COP25 in Madrid: why it failed and what we can learn

19 December 2019

THE WORLD climate conference in Madrid was a complete failure. The final document is worse than ridiculous. Almost all the important issues, such as how to deal with emissions certificates or compensation for poorer countries, all of which are more immediately affected by climate change, were postponed to the next conference in Glasgow in November 2020. What remains are vague national climate protection “commitments”. Even the German government could hardly find anything nice to say about it. Extending the duration of the negotiations by 40 hours did scarcely any good.

Even if such conferences were extended for days and weeks it would do no good. The problem is not the shortage of time or too weak a commitment, but the competition between the nation states that has intensified internationally in the wake of the crisis of capitalism. Since the great global economic crisis of 2007/2008, there is less for each on the world market, so the struggle between the individual competitors for markets, raw materials, cheap labour, has massively intensified. Since climate protection threatens profits, none of the global players dares to take a step “too far” in the direction of sustainability, because they fear incurring economic disadvantages in comparison to their economic rivals.

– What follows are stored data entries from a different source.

use crate::{IterationDateRange, IterationStatus};

use chrono::{DateTime, Duration, Utc};
use serde::{Deserialize, Serialize};
use uuid::Uuid;

#[derive(Debug, Clone, Serialize, Deserialize)]
pub struct Iteration {
    pub id: Uuid,
    pub board_id: Uuid,

    pub name: String,
    pub goal: Option<String>,

    pub start_date: Option<DateTime<Utc>>,
    pub end_date: Option<DateTime<Utc>>,

    pub status: IterationStatus,
    pub closed_at: Option<DateTime<Utc>>,

    // Audit
    pub created_at: DateTime<Utc>,
    pub updated_at: DateTime<Utc>,
    pub deleted_at: Option<DateTime<Utc>>,
}

impl Iteration {
    pub fn new(
        board_id: Uuid,
        name: String,
        start_date: Option<DateTime<Utc>>,
        end_date: Option<DateTime<Utc>>,
    ) -> Self {
        let now = Utc::now();
        Self {
            id: Uuid::new_v4(),
            board_id,
            name,
            goal: None,
            start_date,
            end_date,
            status: IterationStatus::Future,
            closed_at: None,
            created_at: now,
            updated_at: now,
            deleted_at: None,
        }
    }

    /// Chart x-axis for this iteration.
    ///
    /// A missing start falls back to the creation time; a missing end to
    /// `default_days` after the start.
    pub fn date_range(&self, default_days: i64) -> IterationDateRange {
        let start = self.start_date.unwrap_or(self.created_at);
        let end = self
            .end_date
            .unwrap_or_else(|| start + Duration::days(default_days));
        IterationDateRange::new(start, end)
    }
}
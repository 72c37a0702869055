use chrono::{DateTime, Utc};
use serde::{Deserialize, Serialize};
use uuid::Uuid;

/// A workflow stage on a board.
///
/// `is_done` marks completed work for burn and velocity charts;
/// `is_hidden` columns are left out of cumulative flow.
#[derive(Debug, Clone, Serialize, Deserialize)]
pub struct Column {
    pub id: Uuid,
    pub board_id: Uuid,

    pub name: String,
    pub color: Option<String>,
    pub position: i32,

    pub is_done: bool,
    pub is_hidden: bool,

    // Audit
    pub created_at: DateTime<Utc>,
    pub updated_at: DateTime<Utc>,
    pub deleted_at: Option<DateTime<Utc>>,
}

impl Column {
    pub fn new(board_id: Uuid, name: String, position: i32) -> Self {
        let now = Utc::now();
        Self {
            id: Uuid::new_v4(),
            board_id,
            name,
            color: None,
            position,
            is_done: false,
            is_hidden: false,
            created_at: now,
            updated_at: now,
            deleted_at: None,
        }
    }

    pub fn new_done(board_id: Uuid, name: String, position: i32) -> Self {
        let mut column = Self::new(board_id, name, position);
        column.is_done = true;
        column
    }
}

For this reason, the USA withdrew from the Paris Agreement on June 1, 2017, and its main competitor, China, hardly dared to make any concessions in the global climate competition. Ursula von der Leyen, the new President of the European Commission, has once again staked the EU’s claim to be a global leader by claiming to be the “driving force for more climate protection”. But she failed to get backing for an EU inspired pledge to cut carbon emissions to net zero by 2050 or a Green New Deal policy. Nor were the villains of the piece limited to Trump’s USA, Bolsonaro’s Brazil, Modi’s India and Xi’s China. Within the EU, Polish Prime Minister Morawiecki said, “Poland will be reaching climate neutrality at its own pace” and he was backed by Hungary and the Czech Republic.

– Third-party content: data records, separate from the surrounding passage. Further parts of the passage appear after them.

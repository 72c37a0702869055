//! Periodic daily snapshot recording for every active iteration.

use pm_metrics::{MetricsService, RecordSummary};

use std::time::Duration;

use log::{error, info};
use tokio::task::JoinHandle;
use tokio::time::MissedTickBehavior;

const SECONDS_PER_HOUR: u64 = 3600;

/// Spawn the snapshot loop; the first run happens immediately
pub fn spawn(metrics: MetricsService, interval_hours: u64) -> JoinHandle<()> {
    let period = snapshot_period(interval_hours);
    info!("Snapshot job enabled: every {}s", period.as_secs());

    tokio::spawn(async move {
        let mut ticker = tokio::time::interval(period);
        ticker.set_missed_tick_behavior(MissedTickBehavior::Delay);

        loop {
            ticker.tick().await;
            run_once(&metrics).await;
        }
    })
}

/// Tick period for `interval_hours`, at least one hour. Saturates instead
/// of overflowing for intervals config validation would have rejected.
pub fn snapshot_period(interval_hours: u64) -> Duration {
    Duration::from_secs(interval_hours.max(1).saturating_mul(SECONDS_PER_HOUR))
}

/// Record today's snapshot for all active iterations, logging the outcome
pub async fn run_once(metrics: &MetricsService) -> Option<RecordSummary> {
    match metrics.record_active().await {
        Ok(summary) => {
            info!(
                "Snapshot run complete: {} recorded, {} failed",
                summary.recorded, summary.failed
            );
            Some(summary)
        }
        Err(e) => {
            error!("Snapshot run failed: {}", e);
            None
        }
    }
}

Madrid is just another example of the illusion that the UN and other similar institutions represent “world democracy”. The “needs of humanity” are unceremoniously swept aside as soon as the weather of the world economy gets rougher and the barometer of growth rates falls. Madrid’s failure echoed the collapse of the Iran nuclear deal and the threats of the nuclear powers to abandon previous limits and to begin a new round of building weapons of mass destruction. Then there are Trump’s trade wars. We can draw the conclusion from all this that there can be no “world democracy” as long as the world consists of nation states that compete with one another.

Rather, the UN, like the IMF and similar agencies, is simply an arena where the major imperialist and big regional powers assert their conflicting interests. Plans to “save the planet”, just like those for world peace, human rights or economic development, all grind to a halt in times of intensified competition. Because it is the capitalist system that is the engine of competition and the pillar of the nation-state form, we must build an international anti-capitalist climate movement to resolve this contradiction and save the planet.

For far too long we have trusted the capitalist institutions and the bourgeois politicians to find a solution for climate change. In Germany, Fridays for Future’s last day of action was still a big one, but it was hoping for the UN to act rather than doing something itself. The (non-existent) results from Madrid should therefore trigger new discussions in movements like Fridays for Future and Extinction Rebellion about where we actually want to go and who can implement this change.

After this weekend at the latest it should be clear to everyone that climate protection remains an issue that has to be taken up in the schools, workplaces and on the streets. What we need are basic structures at schools, universities and in workplaces that discuss democratically and develop ideas, accompanied by broadly representative international action conferences at which we can develop common demands and monitor their implementation.

No more trust in capitalist institutions, associations and parties!

We cannot listen to any more tales of being saved by “new environmentally friendly technology” or a “Green New Deal”, because it is clear that, since nature and profit, as well as nationality and international climate change, contradict each other, there can be no “green capitalism”. For us, climate change is not primarily a question of technology, but of how society relates to nature. So, it is not nature that is causing the growing list of disasters but the relationship that our economic system has to it.

This is precisely why fighting for the climate also means fighting for another basis for society, why climate change does indeed require system change and the system is capitalism. Approaches to this struggle come not only from the climate movement, but also from the uprisings in Chile, Iraq and Lebanon against neoliberalism, from Rojava and Chile against patriarchy or in many countries against the rise of the racist right.

The fact that the right-wing populists, Trump and Bolsonaro and the rest, blocked any movement at COP25, despite hundreds of thousands of activists on the streets in Madrid, shows us once again that our climate movement must position itself clearly against the right but also cannot rely on green capitalism. So let us learn from Madrid and build an international anti-capitalist movement to save the planet, involving Fridays for Future, Extinction Rebellion, the US Sunrise Movement and all other progressive movements in the world. Now is the time for action, not for vain hopes.